Honestly, I think it's just stress, and your body's physical reaction to the emotions you feel, after thinking about your abuse.
However, it would be wise to get checked out by a doctor to make sure there is no physical reason for your nausea.
It's your body's normal fight or flight response. I'll try to put it as simply as possible but once adrenaline is released, your body sends every resource it has to to the heart, lungs and brain (to enable you to either fight the threat, or run away from it). The body will simply 'shut down' parts that aren't needed at that time. Which includes your digestive system, which means it will literally eliminate any thing or any functions you don't need. Hence why you may feel nauseous, when anxious. But also why people vomit, or loose control of their bowels or bladder when really frightened. It is the body's natural response to the hormones that get released when we're afraid - literally so the body can put all it's energy into running away or fighting the threat.
I'm having similar issues at the moment, with feeling nauseous pretty much 100% of the time. But also to the point that if I do try to eat I vomit.
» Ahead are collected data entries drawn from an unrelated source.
use std::time::Duration;

use axum::body::{to_bytes, Body};
use axum::http::{Request, StatusCode};
use axum::Router;
use currencypal_api::{build_app, ApiConfig};
use currencypal_rates::RateClientConfig;
use serde_json::{json, Value};
use tower::ServiceExt;
use wiremock::matchers::{method, path};
use wiremock::{Mock, MockServer, ResponseTemplate};

async fn upstream() -> MockServer {
    let server = MockServer::start().await;

    Mock::given(method("GET"))
        .and(path("/USD"))
        .respond_with(
            ResponseTemplate::new(200).set_body_json(json!({ "rates": { "NGN": 1500, "EUR": 0.92 } })),
        )
        .mount(&server)
        .await;

    Mock::given(method("GET"))
        .and(path("/NGN"))
        .respond_with(ResponseTemplate::new(200).set_body_json(json!({
            "rates": {
                "USD": 0.00067,
                "EUR": 0.00058,
                "GBP": 0.0005,
                "JPY": 0.1,
                "CAD": 0.00091
            }
        })))
        .mount(&server)
        .await;

    server
}

fn app_for(base_url: String) -> Router {
    app_with_origins(base_url, None)
}

fn app_with_origins(base_url: String, allowed_origins: Option<Vec<String>>) -> Router {
    build_app(ApiConfig {
        rates: RateClientConfig {
            base_url,
            timeout: Duration::from_secs(2),
        },
        allowed_origins,
    })
    .expect("app should build")
}

async fn send(app: Router, request: Request<Body>) -> (StatusCode, Value) {
    let response = app.oneshot(request).await.unwrap();
    let status = response.status();
    let body = to_bytes(response.into_body(), usize::MAX).await.unwrap();
    (status, serde_json::from_slice(&body).unwrap())
}

fn post_json(uri: &str, body: Value) -> Request<Body> {
    Request::builder()
        .method("POST")
        .uri(uri)
        .header("content-type", "application/json")
        .body(Body::from(body.to_string()))
        .unwrap()
}

fn get(uri: &str) -> Request<Body> {
    Request::builder().uri(uri).body(Body::empty()).unwrap()
}

#[tokio::test]
async fn health_reports_service_and_metrics() {
    let server = upstream().await;
    let (status, body) = send(app_for(server.uri()), get("/health")).await;

    assert_eq!(status, StatusCode::OK);
    assert_eq!(body["status"], "healthy");
    assert_eq!(body["service"], "CurrencyPal");
    assert!(body["metrics"]["requests_total"].is_u64());
}

#[tokio::test]
async fn chat_converts_currency() {
    let server = upstream().await;
    let (status, body) = send(
        app_for(server.uri()),
        post_json("/chat", json!({ "text": "  convert 100 usd to ngn " })),
    )
    .await;

    assert_eq!(status, StatusCode::OK);
    assert_eq!(
        body["response"],
        "✅ $100.00 = ₦150,000.00 💱 (Rate: 1 USD = 1,500 NGN)"
    );
}

#[tokio::test]
async fn chat_without_text_gets_prompt() {
    let server = upstream().await;
    let (status, body) = send(app_for(server.uri()), post_json("/chat", json!({}))).await;

    assert_eq!(status, StatusCode::OK);
    assert!(body["response"]
        .as_str()
        .unwrap()
        .starts_with("Please say something!"));
}

#[tokio::test]
async fn convert_endpoint_returns_structured_result() {
    let server = upstream().await;
    let (status, body) = send(
        app_for(server.uri()),
        get("/convert?from_currency=usd&to_currency=NGN&amount=100"),
    )
    .await;

    assert_eq!(status, StatusCode::OK);
    assert_eq!(body["from"], "USD");
    assert_eq!(body["to"], "NGN");
    assert_eq!(body["converted"].as_f64(), Some(150000.0));
    assert_eq!(body["rate"].as_f64(), Some(1500.0));
    assert_eq!(body["formatted_converted"], "₦150,000.00");
}

#[tokio::test]
async fn convert_endpoint_reports_missing_target_as_error_value() {
    let server = upstream().await;
    let (status, body) = send(
        app_for(server.uri()),
        get("/convert?from=USD&to=GBP&amount=5"),
    )
    .await;

    assert_eq!(status, StatusCode::BAD_GATEWAY);
    assert_eq!(body["error"], "Failed to fetch exchange rate for USD to GBP");
}

#[tokio::test]
async fn convert_endpoint_validates_query() {
    let server = upstream().await;
    let app = app_for(server.uri());

    let (status, body) = send(
        app.clone(),
        get("/convert?from_currency=USDT&to_currency=NGN"),
    )
    .await;
    assert_eq!(status, StatusCode::UNPROCESSABLE_ENTITY);
    assert!(body["error"].as_str().unwrap().contains("3 letters"));

    let (status, _) = send(
        app.clone(),
        get("/convert?from_currency=USD&to_currency=NGN&amount=-4"),
    )
    .await;
    assert_eq!(status, StatusCode::UNPROCESSABLE_ENTITY);

    let (status, body) = send(app, get("/convert?from_currency=USD")).await;
    assert_eq!(status, StatusCode::UNPROCESSABLE_ENTITY);
    assert!(body["error"].as_str().unwrap().contains("3 letters"));
}

#[tokio::test]
async fn rates_endpoint_keeps_request_order_and_omits_unknown_codes() {
    let server = upstream().await;
    let (status, body) = send(
        app_for(server.uri()),
        get("/rates?currencies=eur,XXX,usd"),
    )
    .await;

    assert_eq!(status, StatusCode::OK);
    assert_eq!(body["base"], "NGN");
    let usd = body["rates"]["USD"].as_f64().unwrap();
    assert!((usd - 1492.54).abs() < 1e-9);
    assert!(body["rates"].get("XXX").is_none());
    assert_eq!(
        body["formatted_rates"],
        json!(["1 EUR = ₦1,724.14", "1 USD = ₦1,492.54"])
    );
    assert_eq!(body["message"], "1 EUR = ₦1,724.14 | 1 USD = ₦1,492.54");
}

#[tokio::test]
async fn rates_object_keys_follow_request_order() {
    let server = upstream().await;
    let response = app_for(server.uri())
        .oneshot(get("/rates?currencies=usd,eur"))
        .await
        .unwrap();
    let body = to_bytes(response.into_body(), usize::MAX).await.unwrap();
    let text = String::from_utf8(body.to_vec()).unwrap();

    assert!(text.find("\"USD\":").unwrap() < text.find("\"EUR\":").unwrap());
}

#[tokio::test]
async fn rates_endpoint_surfaces_upstream_failure() {
    let (status, body) = send(app_for("http://127.0.0.1:1".to_string()), get("/rates")).await;

    assert_eq!(status, StatusCode::BAD_GATEWAY);
    assert_eq!(body["message"], "Couldn't fetch live rates right now.");
    assert!(body["error"].is_string());
}

#[tokio::test]
async fn a2a_round_trip_echoes_conversation() {
    let server = upstream().await;
    let (status, body) = send(
        app_for(server.uri()),
        post_json(
            "/a2a/agent/currencyAgent",
            json!({ "text": "show rates to NGN", "conversationId": "conv-42", "userId": "u-7" }),
        ),
    )
    .await;

    assert_eq!(status, StatusCode::OK);
    assert_eq!(body["conversationId"], "conv-42");
    assert_eq!(body["agentName"], "CurrencyPal");
    assert_eq!(body["metadata"]["userId"], "u-7");
    assert_eq!(body["metadata"]["responseType"], "success");
    assert_eq!(body["metadata"]["intent"], "multi_rate");
    assert!(body["text"]
        .as_str()
        .unwrap()
        .contains("💱 1 JPY = ₦10.00"));
}

#[tokio::test]
async fn a2a_empty_message_is_flagged() {
    let server = upstream().await;
    let (status, body) = send(
        app_for(server.uri()),
        post_json("/a2a/agent/currencyAgent", json!({ "conversationId": "c-1" })),
    )
    .await;

    assert_eq!(status, StatusCode::OK);
    assert_eq!(body["error"], "empty_message");
    assert_eq!(body["conversationId"], "c-1");
}

#[tokio::test]
async fn a2a_malformed_envelope_gets_error_reply() {
    let server = upstream().await;
    let (status, body) = send(
        app_for(server.uri()),
        post_json("/a2a/agent/currencyAgent", json!({ "text": 12, "conversationId": "c-2" })),
    )
    .await;

    assert_eq!(status, StatusCode::OK);
    assert_eq!(body["conversationId"], "c-2");
    assert_eq!(body["metadata"]["responseType"], "error");
}

#[tokio::test]
async fn root_post_routes_a2a_and_info() {
    let server = upstream().await;
    let app = app_for(server.uri());

    let (_, a2a) = send(app.clone(), post_json("/", json!({ "text": "hello" }))).await;
    assert!(a2a["text"].as_str().unwrap().starts_with("Hello! 👋"));

    let (_, info) = send(app, post_json("/", json!({ "ping": true }))).await;
    assert!(info["endpoints"].is_object());
}

#[tokio::test]
async fn responses_carry_generated_request_id() {
    let server = upstream().await;
    let response = app_for(server.uri()).oneshot(get("/health")).await.unwrap();

    let request_id = response
        .headers()
        .get("x-request-id")
        .and_then(|value| value.to_str().ok())
        .unwrap_or_default();
    assert!(!request_id.is_empty());
}

#[tokio::test]
async fn incoming_request_id_is_echoed() {
    let server = upstream().await;
    let request = Request::builder()
        .uri("/health")
        .header("x-request-id", "req-123")
        .body(Body::empty())
        .unwrap();
    let response = app_for(server.uri()).oneshot(request).await.unwrap();

    assert_eq!(response.headers()["x-request-id"], "req-123");
}

#[tokio::test]
async fn cors_allow_list_admits_only_listed_origins() {
    let server = upstream().await;
    let app = app_with_origins(server.uri(), Some(vec!["https://app.example".to_string()]));

    let from_origin = |origin: &str| {
        Request::builder()
            .uri("/health")
            .header("origin", origin)
            .body(Body::empty())
            .unwrap()
    };

    let allowed = app
        .clone()
        .oneshot(from_origin("https://app.example"))
        .await
        .unwrap();
    assert_eq!(
        allowed.headers()["access-control-allow-origin"],
        "https://app.example"
    );
    assert_eq!(allowed.headers()["access-control-allow-credentials"], "true");

    let denied = app.oneshot(from_origin("https://evil.example")).await.unwrap();
    assert!(denied.headers().get("access-control-allow-origin").is_none());
}

#[tokio::test]
async fn cors_defaults_to_any_origin() {
    let server = upstream().await;
    let request = Request::builder()
        .uri("/health")
        .header("origin", "https://anywhere.example")
        .body(Body::empty())
        .unwrap();
    let response = app_for(server.uri()).oneshot(request).await.unwrap();

    assert_eq!(response.headers()["access-control-allow-origin"], "*");
}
I've always been a comfort eater, so this is a completely new experience for me. But after several new trauma's over the last few weeks I simply can't eat. However, I'm overweight, so I'm not overly concerned at the moment. I've lost about 3 stone in quite a short space of time, but I'm still in no danger of wasting away. I also have a couple of broken ribs, which are on the mend, however vomiting with broken ribs is immensely painful, which is also putting me off even trying to eat at the moment because I'm scared of the pain involved with vomiting.
Honestly, I think the only way for me to overcome this nausea is to sort out my head - sort out my PTSD. The only way I know to do that is to go back to therapy to address my recent trauma's. . . . . sort out my anxiety and stress . . . . thereby hopefully reducing the nausea. However that's quite a long road.
I need to earn some money, to pay for therapy, so in the mean time I'll just keep working when I can to bring some money in. Also, my broken ribs are healing, and then maybe at least trying to eat won't be such a problem, because in a week or so hopefully if I do vomit, it won't hurt like hell.